* Given records

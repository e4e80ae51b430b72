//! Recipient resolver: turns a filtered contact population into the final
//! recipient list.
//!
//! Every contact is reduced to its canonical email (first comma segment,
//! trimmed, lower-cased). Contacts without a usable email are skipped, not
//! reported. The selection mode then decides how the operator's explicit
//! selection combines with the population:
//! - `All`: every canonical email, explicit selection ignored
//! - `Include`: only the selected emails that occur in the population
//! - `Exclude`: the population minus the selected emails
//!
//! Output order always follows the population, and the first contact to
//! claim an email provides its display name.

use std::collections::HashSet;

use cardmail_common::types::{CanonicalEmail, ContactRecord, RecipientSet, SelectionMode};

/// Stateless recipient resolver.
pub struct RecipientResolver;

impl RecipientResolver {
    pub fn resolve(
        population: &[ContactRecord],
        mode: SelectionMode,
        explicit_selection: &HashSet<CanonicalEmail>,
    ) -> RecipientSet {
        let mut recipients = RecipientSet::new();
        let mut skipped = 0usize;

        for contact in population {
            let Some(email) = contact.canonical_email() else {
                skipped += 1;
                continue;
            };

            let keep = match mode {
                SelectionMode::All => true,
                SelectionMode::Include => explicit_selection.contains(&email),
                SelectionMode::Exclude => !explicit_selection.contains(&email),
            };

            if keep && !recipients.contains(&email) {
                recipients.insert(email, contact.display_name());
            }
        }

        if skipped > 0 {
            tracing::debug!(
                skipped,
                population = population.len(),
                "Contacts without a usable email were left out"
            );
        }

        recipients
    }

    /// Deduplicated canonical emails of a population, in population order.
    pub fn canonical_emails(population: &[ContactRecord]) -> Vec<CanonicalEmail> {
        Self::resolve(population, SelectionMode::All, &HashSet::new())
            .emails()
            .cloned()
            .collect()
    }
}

--

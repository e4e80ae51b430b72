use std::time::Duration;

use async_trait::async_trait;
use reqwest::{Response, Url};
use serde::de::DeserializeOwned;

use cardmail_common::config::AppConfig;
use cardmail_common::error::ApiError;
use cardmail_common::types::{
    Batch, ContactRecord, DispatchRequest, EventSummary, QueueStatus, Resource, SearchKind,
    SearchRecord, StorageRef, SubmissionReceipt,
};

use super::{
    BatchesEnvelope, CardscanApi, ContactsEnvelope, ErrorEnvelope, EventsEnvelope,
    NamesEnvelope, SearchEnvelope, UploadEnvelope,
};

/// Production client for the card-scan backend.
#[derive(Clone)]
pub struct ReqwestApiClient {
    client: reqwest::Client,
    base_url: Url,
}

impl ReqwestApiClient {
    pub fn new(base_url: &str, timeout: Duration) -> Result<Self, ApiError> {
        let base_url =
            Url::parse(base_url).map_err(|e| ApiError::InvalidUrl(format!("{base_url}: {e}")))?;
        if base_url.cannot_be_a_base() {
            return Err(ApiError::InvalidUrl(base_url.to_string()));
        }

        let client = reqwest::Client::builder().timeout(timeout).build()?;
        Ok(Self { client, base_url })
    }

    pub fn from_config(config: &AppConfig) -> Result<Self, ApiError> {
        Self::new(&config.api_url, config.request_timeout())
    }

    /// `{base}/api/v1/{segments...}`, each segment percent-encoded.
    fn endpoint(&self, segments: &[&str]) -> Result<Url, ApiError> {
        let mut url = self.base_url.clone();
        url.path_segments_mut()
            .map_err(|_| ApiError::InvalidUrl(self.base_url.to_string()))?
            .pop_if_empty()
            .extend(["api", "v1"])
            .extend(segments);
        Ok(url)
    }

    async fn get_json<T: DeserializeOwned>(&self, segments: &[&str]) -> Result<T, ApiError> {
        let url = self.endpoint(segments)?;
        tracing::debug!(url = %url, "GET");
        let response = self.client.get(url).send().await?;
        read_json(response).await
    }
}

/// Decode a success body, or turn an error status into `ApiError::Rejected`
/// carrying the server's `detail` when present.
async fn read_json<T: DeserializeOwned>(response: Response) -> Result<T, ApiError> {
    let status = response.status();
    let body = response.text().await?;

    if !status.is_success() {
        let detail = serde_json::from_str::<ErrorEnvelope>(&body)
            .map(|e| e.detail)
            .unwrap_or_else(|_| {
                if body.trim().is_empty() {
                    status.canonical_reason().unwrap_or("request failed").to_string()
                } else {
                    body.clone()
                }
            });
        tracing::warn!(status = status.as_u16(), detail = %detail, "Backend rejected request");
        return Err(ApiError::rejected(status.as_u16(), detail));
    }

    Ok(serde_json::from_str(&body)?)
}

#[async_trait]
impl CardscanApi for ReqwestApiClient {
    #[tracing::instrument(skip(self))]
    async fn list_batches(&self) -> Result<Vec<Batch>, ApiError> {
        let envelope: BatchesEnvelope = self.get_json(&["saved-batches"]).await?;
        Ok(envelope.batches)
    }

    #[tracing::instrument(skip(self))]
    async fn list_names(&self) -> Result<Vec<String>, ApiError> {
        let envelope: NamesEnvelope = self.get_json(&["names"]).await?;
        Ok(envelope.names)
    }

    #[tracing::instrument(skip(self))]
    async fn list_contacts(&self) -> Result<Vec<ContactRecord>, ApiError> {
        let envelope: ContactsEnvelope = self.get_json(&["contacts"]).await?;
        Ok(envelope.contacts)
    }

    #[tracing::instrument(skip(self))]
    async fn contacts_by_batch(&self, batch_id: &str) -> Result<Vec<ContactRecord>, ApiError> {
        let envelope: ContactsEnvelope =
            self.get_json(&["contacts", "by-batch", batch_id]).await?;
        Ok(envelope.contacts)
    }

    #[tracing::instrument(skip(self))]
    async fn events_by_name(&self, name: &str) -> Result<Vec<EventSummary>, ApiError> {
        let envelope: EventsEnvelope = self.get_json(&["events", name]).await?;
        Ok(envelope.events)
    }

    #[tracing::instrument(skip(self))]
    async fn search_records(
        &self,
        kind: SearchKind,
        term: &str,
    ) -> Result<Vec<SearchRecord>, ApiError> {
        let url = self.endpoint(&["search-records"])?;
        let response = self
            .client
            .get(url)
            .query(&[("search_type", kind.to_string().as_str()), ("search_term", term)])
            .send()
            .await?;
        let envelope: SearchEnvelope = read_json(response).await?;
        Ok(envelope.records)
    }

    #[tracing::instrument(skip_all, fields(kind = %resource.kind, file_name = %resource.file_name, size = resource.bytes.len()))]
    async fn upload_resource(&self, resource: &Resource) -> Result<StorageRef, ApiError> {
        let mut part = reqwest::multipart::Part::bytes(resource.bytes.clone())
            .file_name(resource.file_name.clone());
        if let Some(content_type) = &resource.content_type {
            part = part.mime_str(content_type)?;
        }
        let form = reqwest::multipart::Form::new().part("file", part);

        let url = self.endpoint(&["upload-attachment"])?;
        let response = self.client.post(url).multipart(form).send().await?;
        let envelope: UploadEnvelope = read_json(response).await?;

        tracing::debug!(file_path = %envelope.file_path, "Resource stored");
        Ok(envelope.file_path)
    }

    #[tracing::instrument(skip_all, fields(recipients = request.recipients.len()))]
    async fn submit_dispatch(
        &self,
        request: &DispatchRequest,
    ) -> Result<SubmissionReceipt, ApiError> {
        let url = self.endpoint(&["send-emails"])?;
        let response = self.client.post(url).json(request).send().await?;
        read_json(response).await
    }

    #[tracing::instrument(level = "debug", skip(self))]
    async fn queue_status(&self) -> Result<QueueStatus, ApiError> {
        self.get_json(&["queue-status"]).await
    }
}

* Exercise directions
Show each line in the data where the string "SelectionMode" appears.

* Exercise result
use cardmail_common::types::{CanonicalEmail, ContactRecord, RecipientSet, SelectionMode};
        mode: SelectionMode,
                SelectionMode::All => true,
                SelectionMode::Include => explicit_selection.contains(&email),
                SelectionMode::Exclude => !explicit_selection.contains(&email),
        Self::resolve(population, SelectionMode::All, &HashSet::new())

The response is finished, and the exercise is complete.